Dietary management of myofibrillar myopathy
As with PSSM1 and PSSM2, a nutritionally balanced diet with appropriate calorific intake and adequate protein, vitamins and minerals is essential. Forage should once again form the basis of the ration, with concentrates limited to no more than 20% as non-structural carbohydrates and fat used to deliver additional digestible energy requirements.
Amino acids
Additionally, whey-based proteins or supplements containing high levels of cysteine are recommended for horses with myofibrillar myopathy, as myofibrillar myopathy equines may have an increased cysteine requirement, based on alterations in genes involved in conversion of methionine to cysteine (found in Arabian horses with myofibrillar myopathy following exercise) (Valberg, 2021).
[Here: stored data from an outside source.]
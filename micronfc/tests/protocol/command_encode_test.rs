use micronfc::protocol::Command;
use micronfc::protocol::codec::encode_command_frame;

#[test]
fn record_requests_are_big_endian() {
    assert_eq!(
        encode_command_frame(&Command::NfcGetRecordInfo { record: 0x0102 }),
        vec![0x07, 0x01, 0x02]
    );

    let data = Command::NfcGetRecordData {
        record: 0x0003,
        item: 1,
        offset: 0x0150,
        length: 0x0028,
    };
    assert_eq!(
        encode_command_frame(&data),
        vec![0x08, 0x00, 0x03, 0x01, 0x01, 0x50, 0x00, 0x28]
    );
}

#[test]
fn flag_commands_encode_single_bytes() {
    assert_eq!(
        encode_command_frame(&Command::Reset { isp: false }),
        vec![0x02, 0x00]
    );
    assert_eq!(
        encode_command_frame(&Command::Leds {
            led1: false,
            led2: true
        }),
        vec![0x03, 0x00, 0x01]
    );
    assert_eq!(
        encode_command_frame(&Command::NfcPoll { enable: false }),
        vec![0x04, 0x00]
    );
}

#[test]
fn argumentless_commands_are_bare_opcodes() {
    for (cmd, code) in [
        (Command::GetStatus, 0x00u8),
        (Command::Info, 0x01),
        (Command::NfcGetInfo, 0x05),
        (Command::NfcGetMessageInfo, 0x06),
    ] {
        assert_eq!(encode_command_frame(&cmd), vec![code]);
    }
}
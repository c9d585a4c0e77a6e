//! Text decoding for record items

use crate::types::TextEncoding;
use crate::{Error, Result};

pub fn decode_utf8(bytes: &[u8]) -> Result<String> {
    String::from_utf8(bytes.to_vec()).map_err(|e| Error::InvalidText(e.to_string()))
}

/// UTF-16 honours a leading BOM; without one the bytes are little-endian,
/// the byte order the board's host tooling writes.
pub fn decode_utf16(bytes: &[u8]) -> Result<String> {
    if bytes.len() % 2 != 0 {
        return Err(Error::InvalidText(format!(
            "utf-16 payload has odd length {}",
            bytes.len()
        )));
    }

    let (little_endian, body) = match bytes {
        [0xFF, 0xFE, rest @ ..] => (true, rest),
        [0xFE, 0xFF, rest @ ..] => (false, rest),
        _ => (true, bytes),
    };

    let units: Vec<u16> = body
        .chunks_exact(2)
        .map(|c| {
            if little_endian {
                u16::from_le_bytes([c[0], c[1]])
            } else {
                u16::from_be_bytes([c[0], c[1]])
            }
        })
        .collect();

    String::from_utf16(&units).map_err(|e| Error::InvalidText(e.to_string()))
}

pub fn decode(bytes: &[u8], encoding: TextEncoding) -> Result<String> {
    match encoding {
        TextEncoding::Utf8 => decode_utf8(bytes),
        TextEncoding::Utf16 => decode_utf16(bytes),
    }
}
Due to the breaks in the myofilaments, the author additionally recommends specifically providing an amino acid supplement 45 minutes before or after the time of exercise, in order to provide the building blocks needed for the equine to build up their muscle mass (Valberg, 2021).
Antioxidants
Coenzyme Q10 is a key component of the first step in the mitochondrial electron transport chain. Warmblood horses with myofibrillar myopathy have been observed to have a decreased expression of proteins involved in the first step for this electron transport (Williams et al, 2021). When fed to healthy horses, cysteine and coenzyme Q10 were found to increase mitochondrial proteins (Valberg, 2021).
Exercise
Training programs for horses with myofibrillar myopathy vary depending on the severity of exercise intolerance. The horse may benefit from more rest between exercise bouts or lower-intensity exercise. Indeed, many owners of myofibrillar myopathy horses have found that 3 days of work followed by 2 days off work suits the horse best (Valberg, 2021). Initially, exercise should only be of a short duration (approximately 15–20 minutes in total). As the horse adjusts to treatment, the total ride time can be increased, gradually and slowly to approximately 30–45 minutes. Rest periods should be provided throughout the exercise to allow the horse to stretch their muscles.
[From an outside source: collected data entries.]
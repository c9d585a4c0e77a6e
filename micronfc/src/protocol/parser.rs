// micronfc/src/protocol/parser.rs

use crate::{Error, Result};

/// Ensure the slice has at least `min` bytes.
pub fn ensure_len(data: &[u8], min: usize) -> Result<()> {
    if data.len() < min {
        return Err(Error::ShortRead {
            expected: min,
            actual: data.len(),
        });
    }
    Ok(())
}

/// Read a single byte at `idx` with bounds checking.
pub fn byte_at(data: &[u8], idx: usize) -> Result<u8> {
    ensure_len(data, idx + 1)?;
    Ok(data[idx])
}

/// Read a big-endian u16 at given index, with bounds checking.
pub fn be_u16_at(data: &[u8], idx: usize) -> Result<u16> {
    ensure_len(data, idx + 2)?;
    Ok(u16::from_be_bytes([data[idx], data[idx + 1]]))
}

/// Read a big-endian u32 at given index, with bounds checking.
pub fn be_u32_at(data: &[u8], idx: usize) -> Result<u32> {
    ensure_len(data, idx + 4)?;
    Ok(u32::from_be_bytes([
        data[idx],
        data[idx + 1],
        data[idx + 2],
        data[idx + 3],
    ]))
}

/// Return a subslice with bounds checking.
pub fn slice_at(data: &[u8], idx: usize, len: usize) -> Result<&[u8]> {
    ensure_len(data, idx + len)?;
    Ok(&data[idx..idx + len])
}

/// Read consecutive big-endian u16 values starting at `idx` until fewer
/// than two bytes remain. A dangling odd byte is ignored.
pub fn be_u16_seq_from(data: &[u8], idx: usize) -> Vec<u16> {
    data.get(idx..)
        .unwrap_or(&[])
        .chunks_exact(2)
        .map(|c| u16::from_be_bytes([c[0], c[1]]))
        .collect()
}

/// Ensure the first byte echoes the opcode that was sent. Returns
/// OpcodeMismatch on mismatch and ShortRead on an empty slice.
pub fn expect_opcode(data: &[u8], expected: u8) -> Result<()> {
    let actual = byte_at(data, 0)?;
    if actual != expected {
        return Err(Error::OpcodeMismatch { expected, actual });
    }
    Ok(())
}
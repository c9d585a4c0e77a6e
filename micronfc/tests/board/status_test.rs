#[path = "../common/mod.rs"]
mod common;

use micronfc::constants::{STATUS_CONNECTED, STATUS_NDEF_PRESENT, STATUS_POLLING};
use micronfc::test_support::SimulatedBoard;
use micronfc::types::{ProtocolVersion, Role, TagType};

#[test]
fn polling_round_trip_through_status() {
    let mut board = common::helpers::open_simulated(SimulatedBoard::new());

    assert!(!board.status().unwrap().polling);
    board.start_polling().unwrap();
    assert!(board.status().unwrap().polling);
    board.stop_polling().unwrap();
    assert!(!board.status().unwrap().polling);
}

#[test]
fn connected_type2_tag_as_target() {
    let bits = STATUS_CONNECTED | STATUS_NDEF_PRESENT | (2 << 8);
    let mut board = common::helpers::open_simulated(SimulatedBoard::new().status_bits(bits));

    let s = board.status().unwrap();
    assert!(s.connected && s.ndef_present && !s.polling);
    assert_eq!(s.tag_type, Some(TagType::Type2));
    assert_eq!(s.role, Some(Role::Target));
}

#[test]
fn legacy_status_drops_extended_bits() {
    let sim = SimulatedBoard::new()
        .protocol_version(ProtocolVersion::V1)
        .status_bits(STATUS_POLLING | STATUS_NDEF_PRESENT);
    let mut board = common::helpers::open_simulated(sim);

    let s = board.status().unwrap();
    assert!(s.polling && s.ndef_present && !s.connected);
    assert_eq!(s.tag_type, None);
    assert_eq!(s.role, None);
}

#[test]
fn nfc_info_reports_uid() {
    let uid = common::fixtures::sample_uid_bytes();
    let mut board = common::helpers::open_simulated(SimulatedBoard::new().uid(&uid));
    let got = board.nfc_info().unwrap();
    assert_eq!(got.as_bytes(), &uid);
    assert_eq!(got.to_hex(), "045A2B3C4D8081");
}

#[test]
fn leds_are_forwarded() {
    let sim = SimulatedBoard::new();
    let log = sim.request_log();
    let mut board = common::helpers::open_simulated(sim);

    board.set_leds(false, true).unwrap();
    assert_eq!(log.borrow().last().unwrap(), &vec![0x03, 0x00, 0x01]);
}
Many horses benefit from a balance of work and rest to promote muscle recovery and tissue repair following exercise. A schedule of three work days followed by two rest days is believed to reduce stiffness and support post-exercise recovery (Valberg, 2021).
If possible, it is recommended that periods of complete inactivity are avoided and, instead, a consistent training routine is maintained for developing conditioning and preventing myofibrillar myopathy episodes.
Conclusions
The PSSM1 mutation causes the glycogen synthase enzyme to be overactive, resulting in the constant over-supply and production of glycogen. Both PSSM1 and PSSM2 have the same main nutritional guidelines including a reduction in feeds that promote muscle glycogen synthesis (i.e. starches and sugars), providing fat as an alternative fuel and promoting oxidative metabolism through exercise. For myofibrillar myopathy certain supplements may be recommended in addition to the general dietary changes.
KEY POINTS
- Polysaccharide storage myopathy (PSSM) is characterised as the dissolution of skeletal muscle in association with exercise.
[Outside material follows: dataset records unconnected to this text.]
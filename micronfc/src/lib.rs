// micronfc/src/lib.rs

//! micronfc
//!
//! Host-side driver for the MicroNFCBoard: request/response framing over a
//! byte transport and reconstruction of the NDEF message held by the tag.
#![warn(missing_docs)]

pub mod constants;
pub mod device;
pub mod error;
pub mod ndef;
pub mod prelude;
pub mod protocol;
pub mod test_support;
pub mod transport;
pub mod types;
pub mod utils;

// Re-export common types at crate root so `crate::Error`, `crate::Result`,
// and the newtypes in `types` are available for consumers and for
// convenient `prelude` re-exports.
pub use crate::error::*;
pub use crate::types::*;

pub use prelude::*;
- Genetic testing now distinguishes two forms of PSSM – PSSM1 and PSSM2 – and more recently, a sub-type called myofibrillar myopathy, which causes exercise intolerance in horses
- PSSM1 in horses is associated with a variety of clinical signs, including intermittent exertional rhabdomyolysis, muscle fasciculations, muscle atrophy, gait abnormalities and paresis.
- Nutritional management of PSSM1 cases involves ensuring that rations are low in both starch and sugar (with high-fat levels, if additional energy is required as exercise levels increase).
- The same nutritional and exercise regime prescribed for PSSM1 is also recommended for PSSM2.
- Diet alone will not improve the muscle function of horses with PSSM1 and PSSM2. Exercise is crucial in increasing mitochondrial capacity to oxidise fats.